■ Work task
What you return must be every line below that includes the word "true".

■ Information supplied
● ● ● ● ●
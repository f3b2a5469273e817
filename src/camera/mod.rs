//! Camera capture behind injected platform interfaces
//!
//! Device access is platform-specific, so the controller only talks to the
//! [`CameraPlatform`] and [`CameraStream`] traits. Hosts supply real
//! implementations; [`test_utils`] provides scripted mocks.

pub mod controller;
pub mod test_utils;

use crate::{
    error::{CameraError, CapabilityError},
    types::FacingMode,
};
use async_trait::async_trait;
use image::RgbaImage;
use serde::{Deserialize, Serialize};

pub use controller::{CameraController, CameraState};

/// Stream request sent to the platform
#[derive(Debug, Clone, PartialEq, Eq, Serialize, Deserialize)]
pub struct StreamConstraints {
    pub facing: FacingMode,
    pub width: Option<u32>,
    pub height: Option<u32>,
    pub frame_rate: Option<u32>,
    pub focus_continuous: bool,
}

impl StreamConstraints {
    /// Preferred request: rear camera at 4K/60 with continuous focus
    #[must_use]
    pub fn preferred() -> Self {
        Self {
            facing: FacingMode::Environment,
            width: Some(3840),
            height: Some(2160),
            frame_rate: Some(60),
            focus_continuous: true,
        }
    }

    /// Second attempt after the preferred request fails: rear camera only
    #[must_use]
    pub fn fallback() -> Self {
        Self {
            facing: FacingMode::Environment,
            width: None,
            height: None,
            frame_rate: None,
            focus_continuous: false,
        }
    }
}

/// Zoom range exposed by the active track
#[derive(Debug, Clone, Copy, PartialEq, Serialize, Deserialize)]
pub struct ZoomRange {
    pub min: f32,
    pub max: f32,
    pub step: f32,
}

impl ZoomRange {
    #[must_use]
    pub fn clamp(&self, value: f32) -> f32 {
        if value.is_nan() {
            self.min
        } else {
            value.clamp(self.min, self.max)
        }
    }
}

/// Capabilities negotiated once the stream is open
#[derive(Debug, Clone, PartialEq, Default, Serialize, Deserialize)]
pub struct CameraCapabilities {
    pub zoom: Option<ZoomRange>,
    pub torch: bool,
    pub focus_continuous: bool,
    pub white_balance_continuous: bool,
}

/// A single constraint update applied to the live track
#[derive(Debug, Clone, Copy, PartialEq)]
pub enum CameraControl {
    Zoom(f32),
    Torch(bool),
    FocusContinuous,
    WhiteBalanceContinuous,
}

impl CameraControl {
    #[must_use]
    pub fn name(&self) -> &'static str {
        match self {
            Self::Zoom(_) => "zoom",
            Self::Torch(_) => "torch",
            Self::FocusContinuous => "focus mode",
            Self::WhiteBalanceContinuous => "white balance mode",
        }
    }
}

/// Device discovery and stream acquisition
#[async_trait]
pub trait CameraPlatform: Send + Sync {
    /// Whether any video input device exists
    async fn has_camera(&self) -> Result<bool, CameraError>;

    /// Open a stream satisfying `constraints`
    async fn open_stream(
        &self,
        constraints: &StreamConstraints,
    ) -> Result<Box<dyn CameraStream>, CameraError>;
}

/// An open camera stream, exclusively owned by the controller
///
/// Control updates and track shutdown are synchronous so that teardown can
/// run from `Drop`.
#[async_trait]
pub trait CameraStream: Send + Sync {
    fn capabilities(&self) -> CameraCapabilities;

    /// Apply a constraint update to the video track
    fn apply(&mut self, control: CameraControl) -> Result<(), CapabilityError>;

    /// Frame size the track actually delivers
    fn native_resolution(&self) -> (u32, u32);

    /// Grab the current frame
    async fn grab_frame(&mut self) -> Result<RgbaImage, CameraError>;

    /// Stop every track; idempotent
    fn stop_tracks(&mut self);
}
//! Scripted camera platform for tests and headless demos
//!
//! The mock records every platform and stream call so tests can assert the
//! exact negotiation sequence without real hardware.

use super::{
    CameraCapabilities, CameraControl, CameraPlatform, CameraStream, StreamConstraints, ZoomRange,
};
use crate::error::{CameraError, CapabilityError};
use async_trait::async_trait;
use image::{Rgba, RgbaImage};
use std::sync::{Arc, Mutex};

fn record(log: &Arc<Mutex<Vec<String>>>, entry: String) {
    if let Ok(mut history) = log.lock() {
        history.push(entry);
    }
}

/// Mock camera platform
#[derive(Debug, Clone)]
pub struct MockCameraPlatform {
    has_camera: bool,
    fail_preferred: bool,
    fail_fallback: bool,
    open_error: CameraError,
    capabilities: CameraCapabilities,
    resolution: (u32, u32),
    reject_controls: bool,
    call_history: Arc<Mutex<Vec<String>>>,
    stream_events: Arc<Mutex<Vec<String>>>,
}

impl Default for MockCameraPlatform {
    fn default() -> Self {
        Self::new()
    }
}

impl MockCameraPlatform {
    /// A working rear camera with zoom 1-8, torch and continuous focus
    #[must_use]
    pub fn new() -> Self {
        Self {
            has_camera: true,
            fail_preferred: false,
            fail_fallback: false,
            open_error: CameraError::Hardware("OverconstrainedError".to_string()),
            capabilities: CameraCapabilities {
                zoom: Some(ZoomRange {
                    min: 1.0,
                    max: 8.0,
                    step: 0.1,
                }),
                torch: true,
                focus_continuous: true,
                white_balance_continuous: true,
            },
            resolution: (64, 48),
            reject_controls: false,
            call_history: Arc::new(Mutex::new(Vec::new())),
            stream_events: Arc::new(Mutex::new(Vec::new())),
        }
    }

    /// A device without any video input
    #[must_use]
    pub fn no_camera() -> Self {
        Self {
            has_camera: false,
            ..Self::new()
        }
    }

    /// Rejects the preferred constraints but accepts the fallback
    #[must_use]
    pub fn new_failing_preferred() -> Self {
        Self {
            fail_preferred: true,
            ..Self::new()
        }
    }

    /// Rejects every stream request with `error`
    #[must_use]
    pub fn new_failing_all(error: CameraError) -> Self {
        Self {
            fail_preferred: true,
            fail_fallback: true,
            open_error: error,
            ..Self::new()
        }
    }

    /// Every control update is rejected by the track
    #[must_use]
    pub fn rejecting_controls(mut self) -> Self {
        self.reject_controls = true;
        self
    }

    #[must_use]
    pub fn without_torch(mut self) -> Self {
        self.capabilities.torch = false;
        self
    }

    #[must_use]
    pub fn with_capabilities(mut self, capabilities: CameraCapabilities) -> Self {
        self.capabilities = capabilities;
        self
    }

    #[must_use]
    pub fn with_resolution(mut self, width: u32, height: u32) -> Self {
        self.resolution = (width, height);
        self
    }

    /// Platform calls in order (`has_camera`, `open_stream:preferred`, ...)
    pub fn get_call_history(&self) -> Vec<String> {
        self.call_history.lock().map(|h| h.clone()).unwrap_or_default()
    }

    /// Stream calls in order (`apply:zoom=1`, `grab_frame`, `stop_tracks`, ...)
    pub fn stream_events(&self) -> Vec<String> {
        self.stream_events.lock().map(|h| h.clone()).unwrap_or_default()
    }
}

#[async_trait]
impl CameraPlatform for MockCameraPlatform {
    async fn has_camera(&self) -> Result<bool, CameraError> {
        record(&self.call_history, "has_camera".to_string());
        Ok(self.has_camera)
    }

    async fn open_stream(
        &self,
        constraints: &StreamConstraints,
    ) -> Result<Box<dyn CameraStream>, CameraError> {
        let preferred = constraints.width.is_some();
        record(
            &self.call_history,
            format!(
                "open_stream:{}",
                if preferred { "preferred" } else { "fallback" }
            ),
        );
        if (preferred && self.fail_preferred) || (!preferred && self.fail_fallback) {
            return Err(self.open_error.clone());
        }
        Ok(Box::new(MockCameraStream {
            capabilities: self.capabilities.clone(),
            resolution: self.resolution,
            reject_controls: self.reject_controls,
            stopped: false,
            events: Arc::clone(&self.stream_events),
        }))
    }
}

/// Stream handed out by [`MockCameraPlatform`]
#[derive(Debug)]
pub struct MockCameraStream {
    capabilities: CameraCapabilities,
    resolution: (u32, u32),
    reject_controls: bool,
    stopped: bool,
    events: Arc<Mutex<Vec<String>>>,
}

#[async_trait]
impl CameraStream for MockCameraStream {
    fn capabilities(&self) -> CameraCapabilities {
        self.capabilities.clone()
    }

    fn apply(&mut self, control: CameraControl) -> Result<(), CapabilityError> {
        let entry = match control {
            CameraControl::Zoom(v) => format!("apply:zoom={v}"),
            CameraControl::Torch(on) => format!("apply:torch={on}"),
            other => format!("apply:{}", other.name()),
        };
        record(&self.events, entry);
        if self.reject_controls {
            return Err(CapabilityError::Rejected {
                control: control.name(),
                reason: "NotReadableError".to_string(),
            });
        }
        Ok(())
    }

    fn native_resolution(&self) -> (u32, u32) {
        self.resolution
    }

    async fn grab_frame(&mut self) -> Result<RgbaImage, CameraError> {
        record(&self.events, "grab_frame".to_string());
        if self.stopped {
            return Err(CameraError::NotStreaming);
        }
        let (w, h) = self.resolution;
        Ok(RgbaImage::from_fn(w, h, |x, y| {
            Rgba([(x * 255 / w.max(1)) as u8, (y * 255 / h.max(1)) as u8, 128, 255])
        }))
    }

    fn stop_tracks(&mut self) {
        if !self.stopped {
            self.stopped = true;
            record(&self.events, "stop_tracks".to_string());
        }
    }
}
● ● ● ● ●
■ Output of the task
            focus_continuous: true,
            has_camera: true,
                torch: true,
                focus_continuous: true,
                white_balance_continuous: true,
            fail_preferred: true,
            fail_preferred: true,
            fail_fallback: true,
        self.reject_controls = true;
            self.stopped = true;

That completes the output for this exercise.